Locate the string "format" throughout the material and copy every line in which it occurs.

Dataset records →
================

use axum::extract::State;
use axum::{routing::get, Json, Router};
use serde::Serialize;

use crate::state::AppState;

/// Health check response payload.
#[derive(Serialize)]
pub struct HealthResponse {
    /// Overall service status.
    pub status: &'static str,
    /// Crate version from Cargo.toml.
    pub version: &'static str,
    /// Whether the database is reachable.
    pub db_healthy: bool,
}

/// GET /health -- returns service and database health.
async fn health_check(State(state): State<AppState>) -> Json<HealthResponse> {
    let db_healthy = feedframe_db::health_check(&state.pool).await.is_ok();

    let status = if db_healthy { "ok" } else { "degraded" };

    Json(HealthResponse {
        status,
        version: env!("CARGO_PKG_VERSION"),
        db_healthy,
    })
}

/// Mount health check routes (intended for root-level, NOT under `/api/v1`).
pub fn router() -> Router<AppState> {
    Router::new().route("/health", get(health_check))
}
use axum::http::StatusCode;
use axum::response::{IntoResponse, Response};
use serde_json::json;

use feedframe_core::error::CoreError;

/// Application-level error type for HTTP handlers.
///
/// Wraps [`CoreError`] for domain errors and adds HTTP-specific
/// variants. Implements [`IntoResponse`] to produce consistent JSON
/// error responses.
#[derive(Debug, thiserror::Error)]
pub enum AppError {
    /// A domain-level error from `feedframe_core`.
    #[error(transparent)]
    Core(#[from] CoreError),

    /// A database error from sqlx.
    #[error("Database error: {0}")]
    Database(#[from] sqlx::Error),

    /// A bad request with a human-readable message.
    #[error("Bad request: {0}")]
    BadRequest(String),

    /// An internal error with a human-readable message.
    #[error("Internal error: {0}")]
    InternalError(String),
}

/// Convenience type alias for handler return values.
pub type AppResult<T> = Result<T, AppError>;

impl IntoResponse for AppError {
    fn into_response(self) -> Response {
        let (status, code, message) = match &self {
            // --- CoreError variants ---
            AppError::Core(core) => match core {
                CoreError::NotFound { entity, id } => (
                    StatusCode::NOT_FOUND,
                    "NOT_FOUND",
                    format!("{entity} with id {id} not found"),
                ),
                CoreError::Validation(msg) => {
                    (StatusCode::BAD_REQUEST, "VALIDATION_ERROR", msg.clone())
                }
                CoreError::Unauthorized(msg) => {
                    (StatusCode::UNAUTHORIZED, "UNAUTHORIZED", msg.clone())
                }
                CoreError::Forbidden(msg) => (StatusCode::FORBIDDEN, "FORBIDDEN", msg.clone()),
                CoreError::Internal(msg) => {
                    tracing::error!(error = %msg, "Internal core error");
                    (
                        StatusCode::INTERNAL_SERVER_ERROR,
                        "INTERNAL_ERROR",
                        "An internal error occurred".to_string(),
                    )
                }
            },

            // --- Database errors ---
            AppError::Database(err) => classify_sqlx_error(err),

            // --- HTTP-specific errors ---
            AppError::BadRequest(msg) => (StatusCode::BAD_REQUEST, "BAD_REQUEST", msg.clone()),
            AppError::InternalError(msg) => {
                tracing::error!(error = %msg, "Internal error");
                (
                    StatusCode::INTERNAL_SERVER_ERROR,
                    "INTERNAL_ERROR",
                    "An internal error occurred".to_string(),
                )
            }
        };

        let body = json!({
            "error": message,
            "code": code,
        });

        (status, axum::Json(body)).into_response()
    }
}

/// Classify a sqlx error into an HTTP status, error code, and message.
///
/// - `RowNotFound` maps to 404.
/// - Unique constraint violations (constraint name starting with `uq_`) map to 409.
/// - Everything else maps to 500 with a sanitized message.
fn classify_sqlx_error(err: &sqlx::Error) -> (StatusCode, &'static str, String) {
    match err {
        sqlx::Error::RowNotFound => (
            StatusCode::NOT_FOUND,
            "NOT_FOUND",
            "Resource not found".to_string(),
        ),
        sqlx::Error::Database(db_err) => {
            // PostgreSQL unique constraint violation: error code 23505
            if db_err.code().as_deref() == Some("23505") {
                let constraint = db_err.constraint().unwrap_or("unknown");
                if constraint.starts_with("uq_") {
                    return (
                        StatusCode::CONFLICT,
                        "CONFLICT",
                        format!("Duplicate value violates unique constraint: {constraint}"),
                    );
                }
            }
            tracing::error!(error = %db_err, "Database error");
            (
                StatusCode::INTERNAL_SERVER_ERROR,
                "INTERNAL_ERROR",
                "An internal error occurred".to_string(),
            )
        }
        other => {
            tracing::error!(error = %other, "Database error");
            (
                StatusCode::INTERNAL_SERVER_ERROR,
                "INTERNAL_ERROR",
                "An internal error occurred".to_string(),
            )
        }
    }
}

================

Output for this task →
                    format!("{entity} with id {id} not found"),
                        format!("Duplicate value violates unique constraint: {constraint}"),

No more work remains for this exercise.